**SOURCE DATA:**
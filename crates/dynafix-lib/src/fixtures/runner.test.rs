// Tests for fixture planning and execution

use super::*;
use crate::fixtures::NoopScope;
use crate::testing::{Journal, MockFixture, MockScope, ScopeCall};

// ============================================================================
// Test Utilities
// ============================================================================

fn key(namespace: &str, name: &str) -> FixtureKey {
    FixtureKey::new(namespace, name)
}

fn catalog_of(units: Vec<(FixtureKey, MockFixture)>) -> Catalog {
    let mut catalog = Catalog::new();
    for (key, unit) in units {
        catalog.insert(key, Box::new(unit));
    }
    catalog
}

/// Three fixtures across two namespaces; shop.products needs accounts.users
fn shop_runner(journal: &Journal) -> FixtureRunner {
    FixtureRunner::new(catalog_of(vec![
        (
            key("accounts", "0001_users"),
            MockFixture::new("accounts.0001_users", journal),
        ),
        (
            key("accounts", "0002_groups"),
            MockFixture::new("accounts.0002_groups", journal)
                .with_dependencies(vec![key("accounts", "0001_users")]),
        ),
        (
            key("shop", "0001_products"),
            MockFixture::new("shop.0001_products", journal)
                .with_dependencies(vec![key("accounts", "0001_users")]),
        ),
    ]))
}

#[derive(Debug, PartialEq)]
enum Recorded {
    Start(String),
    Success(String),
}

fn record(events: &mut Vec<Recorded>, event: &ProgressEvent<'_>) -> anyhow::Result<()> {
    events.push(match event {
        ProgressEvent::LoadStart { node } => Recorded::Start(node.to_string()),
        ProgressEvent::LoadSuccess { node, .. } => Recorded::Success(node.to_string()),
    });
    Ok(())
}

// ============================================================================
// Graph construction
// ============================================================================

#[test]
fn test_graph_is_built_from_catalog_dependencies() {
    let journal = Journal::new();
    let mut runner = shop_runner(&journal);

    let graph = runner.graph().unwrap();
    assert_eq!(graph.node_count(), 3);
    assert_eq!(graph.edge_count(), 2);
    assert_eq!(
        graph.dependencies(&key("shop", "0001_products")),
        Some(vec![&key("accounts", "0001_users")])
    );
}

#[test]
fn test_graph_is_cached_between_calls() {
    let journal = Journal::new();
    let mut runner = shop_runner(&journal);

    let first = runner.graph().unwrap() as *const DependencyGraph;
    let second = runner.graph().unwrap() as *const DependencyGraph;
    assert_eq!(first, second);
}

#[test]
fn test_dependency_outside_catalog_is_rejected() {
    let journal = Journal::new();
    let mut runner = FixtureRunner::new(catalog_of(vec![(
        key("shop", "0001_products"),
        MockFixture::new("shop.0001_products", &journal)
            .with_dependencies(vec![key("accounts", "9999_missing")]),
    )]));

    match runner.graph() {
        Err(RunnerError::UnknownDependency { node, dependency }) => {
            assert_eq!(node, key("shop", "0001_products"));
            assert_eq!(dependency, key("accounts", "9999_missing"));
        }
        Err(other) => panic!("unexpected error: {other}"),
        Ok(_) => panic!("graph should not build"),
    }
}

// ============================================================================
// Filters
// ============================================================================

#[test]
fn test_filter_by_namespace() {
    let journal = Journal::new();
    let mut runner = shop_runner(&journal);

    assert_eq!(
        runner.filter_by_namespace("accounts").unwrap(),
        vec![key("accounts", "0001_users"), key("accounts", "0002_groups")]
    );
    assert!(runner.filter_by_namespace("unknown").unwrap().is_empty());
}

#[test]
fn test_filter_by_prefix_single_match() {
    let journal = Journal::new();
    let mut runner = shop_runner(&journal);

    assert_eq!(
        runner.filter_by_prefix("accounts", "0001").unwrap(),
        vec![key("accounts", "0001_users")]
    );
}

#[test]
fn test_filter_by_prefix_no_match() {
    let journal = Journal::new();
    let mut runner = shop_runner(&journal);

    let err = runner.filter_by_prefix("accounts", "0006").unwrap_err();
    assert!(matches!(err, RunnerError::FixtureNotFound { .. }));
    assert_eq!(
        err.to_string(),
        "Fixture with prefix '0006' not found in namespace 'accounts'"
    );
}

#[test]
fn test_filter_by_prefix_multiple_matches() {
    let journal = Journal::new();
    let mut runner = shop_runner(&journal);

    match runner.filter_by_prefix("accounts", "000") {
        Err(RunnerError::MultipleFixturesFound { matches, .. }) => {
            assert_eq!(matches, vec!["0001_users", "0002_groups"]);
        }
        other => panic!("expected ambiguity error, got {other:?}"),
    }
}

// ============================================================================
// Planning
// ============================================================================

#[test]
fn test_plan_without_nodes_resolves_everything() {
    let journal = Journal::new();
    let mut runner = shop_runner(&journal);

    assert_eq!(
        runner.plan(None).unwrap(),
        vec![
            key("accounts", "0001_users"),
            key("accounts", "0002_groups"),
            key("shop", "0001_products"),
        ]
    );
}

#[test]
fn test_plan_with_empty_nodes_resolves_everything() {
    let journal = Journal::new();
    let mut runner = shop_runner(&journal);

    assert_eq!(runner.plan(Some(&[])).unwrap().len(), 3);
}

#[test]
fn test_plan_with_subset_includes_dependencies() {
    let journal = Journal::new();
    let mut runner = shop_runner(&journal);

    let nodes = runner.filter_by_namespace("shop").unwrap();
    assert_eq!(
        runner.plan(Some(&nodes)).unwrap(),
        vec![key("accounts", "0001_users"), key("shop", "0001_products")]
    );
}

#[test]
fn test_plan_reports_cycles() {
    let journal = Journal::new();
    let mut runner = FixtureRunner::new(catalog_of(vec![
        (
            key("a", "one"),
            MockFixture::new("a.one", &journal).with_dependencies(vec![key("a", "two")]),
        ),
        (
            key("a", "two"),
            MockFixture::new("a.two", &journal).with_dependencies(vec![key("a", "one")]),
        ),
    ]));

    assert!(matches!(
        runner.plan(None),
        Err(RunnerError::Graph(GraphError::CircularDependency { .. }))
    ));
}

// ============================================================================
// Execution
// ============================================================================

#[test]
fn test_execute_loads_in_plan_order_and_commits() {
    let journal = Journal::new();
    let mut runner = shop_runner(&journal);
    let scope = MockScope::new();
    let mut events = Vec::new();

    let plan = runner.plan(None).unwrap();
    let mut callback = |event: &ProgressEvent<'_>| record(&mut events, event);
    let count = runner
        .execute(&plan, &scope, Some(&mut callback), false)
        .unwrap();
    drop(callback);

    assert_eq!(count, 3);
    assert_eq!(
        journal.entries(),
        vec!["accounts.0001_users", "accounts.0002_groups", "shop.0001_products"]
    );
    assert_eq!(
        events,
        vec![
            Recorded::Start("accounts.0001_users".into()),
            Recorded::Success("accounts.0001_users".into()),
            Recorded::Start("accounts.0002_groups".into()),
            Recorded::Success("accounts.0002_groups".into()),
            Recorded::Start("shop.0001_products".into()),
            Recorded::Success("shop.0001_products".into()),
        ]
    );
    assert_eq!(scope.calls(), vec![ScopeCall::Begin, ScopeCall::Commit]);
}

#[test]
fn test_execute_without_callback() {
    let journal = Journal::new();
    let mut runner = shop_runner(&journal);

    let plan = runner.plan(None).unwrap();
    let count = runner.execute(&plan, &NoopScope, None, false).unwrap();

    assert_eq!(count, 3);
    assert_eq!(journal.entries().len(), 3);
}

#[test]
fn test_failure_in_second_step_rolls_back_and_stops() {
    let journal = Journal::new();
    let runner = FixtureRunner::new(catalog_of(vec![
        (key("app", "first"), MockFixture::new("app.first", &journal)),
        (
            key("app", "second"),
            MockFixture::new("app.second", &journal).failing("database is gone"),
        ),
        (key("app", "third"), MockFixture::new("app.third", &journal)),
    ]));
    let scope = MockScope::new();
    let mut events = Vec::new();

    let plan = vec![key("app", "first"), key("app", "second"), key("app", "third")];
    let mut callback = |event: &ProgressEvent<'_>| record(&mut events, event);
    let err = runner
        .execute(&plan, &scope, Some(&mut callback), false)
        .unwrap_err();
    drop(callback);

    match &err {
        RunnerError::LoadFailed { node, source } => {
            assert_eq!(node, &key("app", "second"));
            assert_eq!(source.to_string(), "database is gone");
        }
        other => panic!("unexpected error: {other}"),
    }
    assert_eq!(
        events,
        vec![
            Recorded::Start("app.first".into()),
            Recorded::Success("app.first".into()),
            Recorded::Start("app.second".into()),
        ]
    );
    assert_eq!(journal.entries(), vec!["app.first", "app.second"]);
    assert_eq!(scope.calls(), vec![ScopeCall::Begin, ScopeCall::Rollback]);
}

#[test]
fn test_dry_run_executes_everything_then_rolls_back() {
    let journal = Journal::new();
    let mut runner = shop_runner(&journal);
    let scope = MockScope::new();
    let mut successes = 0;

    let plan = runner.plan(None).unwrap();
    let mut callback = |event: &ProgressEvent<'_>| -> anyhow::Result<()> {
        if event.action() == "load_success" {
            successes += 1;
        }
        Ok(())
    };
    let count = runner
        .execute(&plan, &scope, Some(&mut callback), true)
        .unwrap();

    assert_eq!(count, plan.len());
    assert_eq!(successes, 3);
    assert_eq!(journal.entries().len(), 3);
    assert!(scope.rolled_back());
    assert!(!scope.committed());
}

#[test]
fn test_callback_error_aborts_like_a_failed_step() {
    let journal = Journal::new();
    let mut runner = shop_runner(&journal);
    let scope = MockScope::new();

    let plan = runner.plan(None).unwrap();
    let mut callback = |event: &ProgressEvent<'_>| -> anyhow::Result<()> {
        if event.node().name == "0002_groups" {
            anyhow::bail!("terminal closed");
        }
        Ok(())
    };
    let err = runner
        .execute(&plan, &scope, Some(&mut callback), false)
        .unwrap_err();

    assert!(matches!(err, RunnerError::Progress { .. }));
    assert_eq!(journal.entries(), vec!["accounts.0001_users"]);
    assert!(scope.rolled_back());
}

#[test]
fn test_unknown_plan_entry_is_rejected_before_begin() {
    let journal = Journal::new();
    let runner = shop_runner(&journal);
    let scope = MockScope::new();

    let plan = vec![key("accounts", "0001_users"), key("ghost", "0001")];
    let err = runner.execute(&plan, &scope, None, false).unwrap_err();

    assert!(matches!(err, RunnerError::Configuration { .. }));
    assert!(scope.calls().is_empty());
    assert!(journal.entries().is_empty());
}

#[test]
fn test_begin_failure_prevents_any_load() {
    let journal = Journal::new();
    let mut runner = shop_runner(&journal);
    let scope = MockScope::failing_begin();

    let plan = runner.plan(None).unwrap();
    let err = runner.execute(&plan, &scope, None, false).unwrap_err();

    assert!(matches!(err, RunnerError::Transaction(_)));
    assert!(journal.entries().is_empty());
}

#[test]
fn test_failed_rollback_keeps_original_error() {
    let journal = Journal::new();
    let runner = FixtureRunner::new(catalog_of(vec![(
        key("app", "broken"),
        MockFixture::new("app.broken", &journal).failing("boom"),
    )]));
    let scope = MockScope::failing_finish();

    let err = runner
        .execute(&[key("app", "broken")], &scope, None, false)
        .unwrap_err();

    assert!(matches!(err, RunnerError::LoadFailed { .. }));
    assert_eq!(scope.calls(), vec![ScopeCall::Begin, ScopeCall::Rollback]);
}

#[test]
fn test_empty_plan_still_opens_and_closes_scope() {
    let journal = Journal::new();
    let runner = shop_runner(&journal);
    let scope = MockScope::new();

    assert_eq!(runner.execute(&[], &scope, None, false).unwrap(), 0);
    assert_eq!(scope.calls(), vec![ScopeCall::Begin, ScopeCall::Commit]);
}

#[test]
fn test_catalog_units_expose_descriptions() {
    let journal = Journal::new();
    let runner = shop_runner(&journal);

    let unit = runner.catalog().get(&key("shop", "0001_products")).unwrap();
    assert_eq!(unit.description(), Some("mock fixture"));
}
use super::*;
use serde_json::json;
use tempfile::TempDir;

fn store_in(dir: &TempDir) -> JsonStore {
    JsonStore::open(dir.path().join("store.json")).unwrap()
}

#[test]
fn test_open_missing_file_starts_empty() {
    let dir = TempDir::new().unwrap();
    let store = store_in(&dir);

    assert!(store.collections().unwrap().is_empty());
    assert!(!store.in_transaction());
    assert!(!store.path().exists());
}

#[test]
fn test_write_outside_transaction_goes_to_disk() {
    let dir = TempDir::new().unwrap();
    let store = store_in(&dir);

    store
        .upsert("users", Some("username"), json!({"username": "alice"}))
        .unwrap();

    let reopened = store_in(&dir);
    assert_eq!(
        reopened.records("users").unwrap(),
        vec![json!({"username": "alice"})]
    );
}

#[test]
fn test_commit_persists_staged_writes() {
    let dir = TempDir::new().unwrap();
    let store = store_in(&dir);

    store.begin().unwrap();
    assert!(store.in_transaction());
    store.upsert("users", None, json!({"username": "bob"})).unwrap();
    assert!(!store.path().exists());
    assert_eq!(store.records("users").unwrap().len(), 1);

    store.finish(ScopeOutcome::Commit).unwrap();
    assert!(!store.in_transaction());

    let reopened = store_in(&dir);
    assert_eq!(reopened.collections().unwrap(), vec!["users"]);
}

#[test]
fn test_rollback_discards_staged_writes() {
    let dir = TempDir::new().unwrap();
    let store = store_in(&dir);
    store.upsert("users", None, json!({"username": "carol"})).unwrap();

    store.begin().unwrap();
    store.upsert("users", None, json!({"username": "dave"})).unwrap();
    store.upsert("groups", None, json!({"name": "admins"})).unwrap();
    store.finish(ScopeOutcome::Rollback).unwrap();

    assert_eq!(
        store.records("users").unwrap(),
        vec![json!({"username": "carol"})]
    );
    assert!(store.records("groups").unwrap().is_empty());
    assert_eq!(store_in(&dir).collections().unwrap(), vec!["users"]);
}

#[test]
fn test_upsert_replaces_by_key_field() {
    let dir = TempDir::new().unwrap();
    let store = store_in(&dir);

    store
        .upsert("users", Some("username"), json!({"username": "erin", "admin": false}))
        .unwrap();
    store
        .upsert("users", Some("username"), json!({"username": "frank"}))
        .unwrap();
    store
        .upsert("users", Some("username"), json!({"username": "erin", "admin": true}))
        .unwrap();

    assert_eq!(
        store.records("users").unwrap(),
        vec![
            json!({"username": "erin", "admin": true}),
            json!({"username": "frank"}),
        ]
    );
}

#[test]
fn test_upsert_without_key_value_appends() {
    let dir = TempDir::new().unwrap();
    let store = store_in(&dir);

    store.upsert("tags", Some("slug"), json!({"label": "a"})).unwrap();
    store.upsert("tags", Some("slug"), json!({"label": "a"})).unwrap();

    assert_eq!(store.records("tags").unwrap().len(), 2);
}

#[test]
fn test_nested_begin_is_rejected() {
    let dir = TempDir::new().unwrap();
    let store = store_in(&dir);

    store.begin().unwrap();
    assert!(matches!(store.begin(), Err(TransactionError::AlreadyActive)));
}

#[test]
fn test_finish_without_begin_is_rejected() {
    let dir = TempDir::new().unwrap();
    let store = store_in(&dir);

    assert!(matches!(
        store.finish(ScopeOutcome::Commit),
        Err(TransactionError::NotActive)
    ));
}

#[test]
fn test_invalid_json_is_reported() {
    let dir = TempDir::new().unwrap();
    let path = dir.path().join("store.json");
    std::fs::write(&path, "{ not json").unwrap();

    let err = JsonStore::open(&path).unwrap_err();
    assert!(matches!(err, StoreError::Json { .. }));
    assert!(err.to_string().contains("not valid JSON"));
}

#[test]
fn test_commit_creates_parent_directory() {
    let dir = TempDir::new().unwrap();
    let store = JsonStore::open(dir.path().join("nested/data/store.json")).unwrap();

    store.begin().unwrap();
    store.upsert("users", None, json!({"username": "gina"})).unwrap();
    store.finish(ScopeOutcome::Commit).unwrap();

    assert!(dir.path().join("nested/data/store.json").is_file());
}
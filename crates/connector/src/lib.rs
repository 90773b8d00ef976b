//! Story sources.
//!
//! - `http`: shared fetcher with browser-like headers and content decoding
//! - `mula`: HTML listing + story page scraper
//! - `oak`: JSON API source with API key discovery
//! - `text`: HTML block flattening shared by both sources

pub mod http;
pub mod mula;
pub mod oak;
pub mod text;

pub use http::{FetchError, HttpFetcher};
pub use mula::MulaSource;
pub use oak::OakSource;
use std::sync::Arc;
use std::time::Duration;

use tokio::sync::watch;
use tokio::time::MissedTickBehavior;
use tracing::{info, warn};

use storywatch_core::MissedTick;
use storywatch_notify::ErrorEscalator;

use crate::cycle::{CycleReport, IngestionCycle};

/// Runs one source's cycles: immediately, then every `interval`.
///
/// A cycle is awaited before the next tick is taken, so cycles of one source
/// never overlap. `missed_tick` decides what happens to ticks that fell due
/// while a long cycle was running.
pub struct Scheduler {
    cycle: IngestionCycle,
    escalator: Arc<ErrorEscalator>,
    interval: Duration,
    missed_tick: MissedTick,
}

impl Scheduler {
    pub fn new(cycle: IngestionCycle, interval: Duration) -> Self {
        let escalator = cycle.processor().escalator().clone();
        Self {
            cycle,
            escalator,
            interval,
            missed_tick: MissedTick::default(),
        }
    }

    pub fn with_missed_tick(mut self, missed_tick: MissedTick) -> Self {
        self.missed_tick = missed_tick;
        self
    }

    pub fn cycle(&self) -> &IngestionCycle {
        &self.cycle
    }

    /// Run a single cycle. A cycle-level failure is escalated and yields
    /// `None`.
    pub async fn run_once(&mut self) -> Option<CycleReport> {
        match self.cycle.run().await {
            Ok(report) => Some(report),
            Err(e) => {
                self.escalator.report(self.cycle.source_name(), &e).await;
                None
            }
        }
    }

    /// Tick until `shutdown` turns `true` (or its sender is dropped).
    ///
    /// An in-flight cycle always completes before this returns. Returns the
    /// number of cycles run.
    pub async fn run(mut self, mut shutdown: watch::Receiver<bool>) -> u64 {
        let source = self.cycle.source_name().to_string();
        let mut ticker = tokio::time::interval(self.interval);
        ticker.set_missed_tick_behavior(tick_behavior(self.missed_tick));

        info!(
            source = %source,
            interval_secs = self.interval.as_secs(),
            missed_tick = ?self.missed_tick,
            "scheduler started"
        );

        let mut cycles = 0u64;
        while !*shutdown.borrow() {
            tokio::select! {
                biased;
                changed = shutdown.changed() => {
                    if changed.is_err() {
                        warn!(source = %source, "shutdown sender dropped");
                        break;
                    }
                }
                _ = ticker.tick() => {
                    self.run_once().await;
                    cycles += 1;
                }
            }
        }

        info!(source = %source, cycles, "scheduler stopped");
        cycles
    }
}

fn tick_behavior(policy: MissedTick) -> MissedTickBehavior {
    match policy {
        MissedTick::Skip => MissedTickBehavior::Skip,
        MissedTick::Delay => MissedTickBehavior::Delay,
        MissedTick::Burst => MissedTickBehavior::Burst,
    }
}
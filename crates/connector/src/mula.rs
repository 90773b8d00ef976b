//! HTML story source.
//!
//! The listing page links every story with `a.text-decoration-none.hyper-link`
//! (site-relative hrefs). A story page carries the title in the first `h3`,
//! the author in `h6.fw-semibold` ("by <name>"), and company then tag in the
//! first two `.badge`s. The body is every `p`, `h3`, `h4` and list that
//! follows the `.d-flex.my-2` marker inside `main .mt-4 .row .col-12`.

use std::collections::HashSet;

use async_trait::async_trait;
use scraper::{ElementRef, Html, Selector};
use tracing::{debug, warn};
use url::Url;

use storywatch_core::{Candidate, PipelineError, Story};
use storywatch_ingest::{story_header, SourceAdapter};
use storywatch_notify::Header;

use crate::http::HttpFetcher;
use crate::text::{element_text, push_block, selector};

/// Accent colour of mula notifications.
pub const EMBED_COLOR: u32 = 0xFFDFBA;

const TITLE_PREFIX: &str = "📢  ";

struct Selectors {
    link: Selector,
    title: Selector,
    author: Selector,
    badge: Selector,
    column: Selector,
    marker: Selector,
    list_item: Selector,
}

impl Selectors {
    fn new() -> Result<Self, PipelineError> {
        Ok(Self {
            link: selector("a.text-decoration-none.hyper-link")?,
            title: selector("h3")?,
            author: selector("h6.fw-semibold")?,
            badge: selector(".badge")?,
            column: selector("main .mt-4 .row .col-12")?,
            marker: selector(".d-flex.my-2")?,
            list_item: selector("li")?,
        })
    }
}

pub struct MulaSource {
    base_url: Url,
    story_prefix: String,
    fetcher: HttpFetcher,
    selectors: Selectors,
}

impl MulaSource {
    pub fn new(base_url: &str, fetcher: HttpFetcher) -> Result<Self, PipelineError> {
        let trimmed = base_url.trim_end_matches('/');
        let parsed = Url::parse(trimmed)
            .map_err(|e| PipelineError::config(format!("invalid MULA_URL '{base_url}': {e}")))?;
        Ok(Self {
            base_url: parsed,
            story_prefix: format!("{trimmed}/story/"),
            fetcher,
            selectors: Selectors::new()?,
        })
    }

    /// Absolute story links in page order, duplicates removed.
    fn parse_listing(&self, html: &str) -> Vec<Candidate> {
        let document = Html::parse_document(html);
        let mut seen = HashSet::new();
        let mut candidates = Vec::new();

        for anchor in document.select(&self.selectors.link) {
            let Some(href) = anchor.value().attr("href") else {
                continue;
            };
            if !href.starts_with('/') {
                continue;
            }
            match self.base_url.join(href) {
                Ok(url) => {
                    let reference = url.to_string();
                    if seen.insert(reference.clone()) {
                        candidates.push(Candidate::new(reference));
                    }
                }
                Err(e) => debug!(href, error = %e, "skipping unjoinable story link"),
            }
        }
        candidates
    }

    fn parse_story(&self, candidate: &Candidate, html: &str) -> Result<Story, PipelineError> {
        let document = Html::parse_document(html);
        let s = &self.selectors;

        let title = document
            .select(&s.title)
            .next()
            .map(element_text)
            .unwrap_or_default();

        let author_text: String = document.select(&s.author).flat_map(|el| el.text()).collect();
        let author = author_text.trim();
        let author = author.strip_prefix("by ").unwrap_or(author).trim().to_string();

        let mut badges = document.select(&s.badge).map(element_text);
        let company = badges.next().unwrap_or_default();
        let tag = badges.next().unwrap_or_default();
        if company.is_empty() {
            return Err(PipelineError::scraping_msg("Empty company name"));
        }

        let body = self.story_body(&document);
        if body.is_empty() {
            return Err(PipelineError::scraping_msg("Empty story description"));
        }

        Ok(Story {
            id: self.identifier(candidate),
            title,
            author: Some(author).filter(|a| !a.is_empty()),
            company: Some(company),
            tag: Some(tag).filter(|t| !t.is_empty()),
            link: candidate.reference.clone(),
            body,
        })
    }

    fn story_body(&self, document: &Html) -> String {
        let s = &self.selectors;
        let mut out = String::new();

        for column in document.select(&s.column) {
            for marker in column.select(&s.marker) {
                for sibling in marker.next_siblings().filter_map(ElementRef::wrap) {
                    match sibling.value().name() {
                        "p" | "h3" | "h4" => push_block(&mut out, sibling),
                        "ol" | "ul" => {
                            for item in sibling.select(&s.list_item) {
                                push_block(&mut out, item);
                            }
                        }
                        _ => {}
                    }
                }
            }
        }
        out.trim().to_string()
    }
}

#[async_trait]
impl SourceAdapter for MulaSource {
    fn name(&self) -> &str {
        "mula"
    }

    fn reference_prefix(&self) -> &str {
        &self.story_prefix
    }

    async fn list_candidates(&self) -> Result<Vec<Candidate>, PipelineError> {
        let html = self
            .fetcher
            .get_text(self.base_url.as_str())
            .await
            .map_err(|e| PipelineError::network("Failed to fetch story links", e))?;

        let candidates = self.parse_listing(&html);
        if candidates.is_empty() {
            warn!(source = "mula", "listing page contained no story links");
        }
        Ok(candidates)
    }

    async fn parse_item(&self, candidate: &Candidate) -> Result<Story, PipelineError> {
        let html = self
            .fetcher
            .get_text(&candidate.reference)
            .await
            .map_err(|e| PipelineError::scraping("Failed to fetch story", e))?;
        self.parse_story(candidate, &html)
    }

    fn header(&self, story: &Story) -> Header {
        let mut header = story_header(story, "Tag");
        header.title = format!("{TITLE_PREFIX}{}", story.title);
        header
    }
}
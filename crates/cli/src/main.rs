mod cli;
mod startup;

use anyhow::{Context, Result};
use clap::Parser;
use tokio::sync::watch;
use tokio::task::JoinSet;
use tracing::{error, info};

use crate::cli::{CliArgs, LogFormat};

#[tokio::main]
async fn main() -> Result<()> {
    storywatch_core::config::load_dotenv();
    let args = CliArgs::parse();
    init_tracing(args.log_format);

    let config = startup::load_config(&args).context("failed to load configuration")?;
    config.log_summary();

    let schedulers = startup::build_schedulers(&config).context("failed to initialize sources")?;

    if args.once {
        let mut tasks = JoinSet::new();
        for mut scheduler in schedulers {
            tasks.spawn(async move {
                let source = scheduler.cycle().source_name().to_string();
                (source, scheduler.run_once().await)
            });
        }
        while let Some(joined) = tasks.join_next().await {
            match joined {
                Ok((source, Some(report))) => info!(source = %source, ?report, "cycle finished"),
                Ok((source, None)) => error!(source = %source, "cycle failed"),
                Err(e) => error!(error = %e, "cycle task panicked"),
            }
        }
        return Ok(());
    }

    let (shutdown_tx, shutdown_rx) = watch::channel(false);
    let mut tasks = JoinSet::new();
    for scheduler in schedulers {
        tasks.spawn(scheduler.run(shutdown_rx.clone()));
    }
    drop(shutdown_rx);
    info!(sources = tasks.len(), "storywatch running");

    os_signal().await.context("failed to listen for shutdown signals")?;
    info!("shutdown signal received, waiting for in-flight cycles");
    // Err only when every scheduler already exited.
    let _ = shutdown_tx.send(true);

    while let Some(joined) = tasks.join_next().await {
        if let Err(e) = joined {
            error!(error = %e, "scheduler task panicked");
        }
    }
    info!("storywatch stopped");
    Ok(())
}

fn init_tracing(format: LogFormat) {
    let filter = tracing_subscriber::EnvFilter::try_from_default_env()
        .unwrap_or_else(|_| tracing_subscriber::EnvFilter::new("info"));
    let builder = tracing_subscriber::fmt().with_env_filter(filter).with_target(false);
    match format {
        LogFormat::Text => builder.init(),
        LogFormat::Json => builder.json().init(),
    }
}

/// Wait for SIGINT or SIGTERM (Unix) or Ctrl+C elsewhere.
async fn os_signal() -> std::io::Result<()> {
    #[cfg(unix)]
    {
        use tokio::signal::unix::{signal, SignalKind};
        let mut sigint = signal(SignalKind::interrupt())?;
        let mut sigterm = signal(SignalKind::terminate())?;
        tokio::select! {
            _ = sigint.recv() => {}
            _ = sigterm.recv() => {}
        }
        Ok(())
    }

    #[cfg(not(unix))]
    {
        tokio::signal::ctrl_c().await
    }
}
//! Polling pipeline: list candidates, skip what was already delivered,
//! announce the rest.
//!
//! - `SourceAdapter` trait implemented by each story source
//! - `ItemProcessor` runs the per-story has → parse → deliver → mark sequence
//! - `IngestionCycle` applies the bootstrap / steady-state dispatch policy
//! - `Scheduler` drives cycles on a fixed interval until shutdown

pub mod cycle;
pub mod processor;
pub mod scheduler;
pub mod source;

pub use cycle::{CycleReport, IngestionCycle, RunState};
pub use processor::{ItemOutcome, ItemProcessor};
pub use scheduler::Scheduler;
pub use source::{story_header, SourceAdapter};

**TASK BRIEF:** Search the data above for the word "sender", then gather each line in which it appears.

**RESPONSE BELOW:**
    /// Tick until `shutdown` turns `true` (or its sender is dropped).
                        warn!(source = %source, "shutdown sender dropped");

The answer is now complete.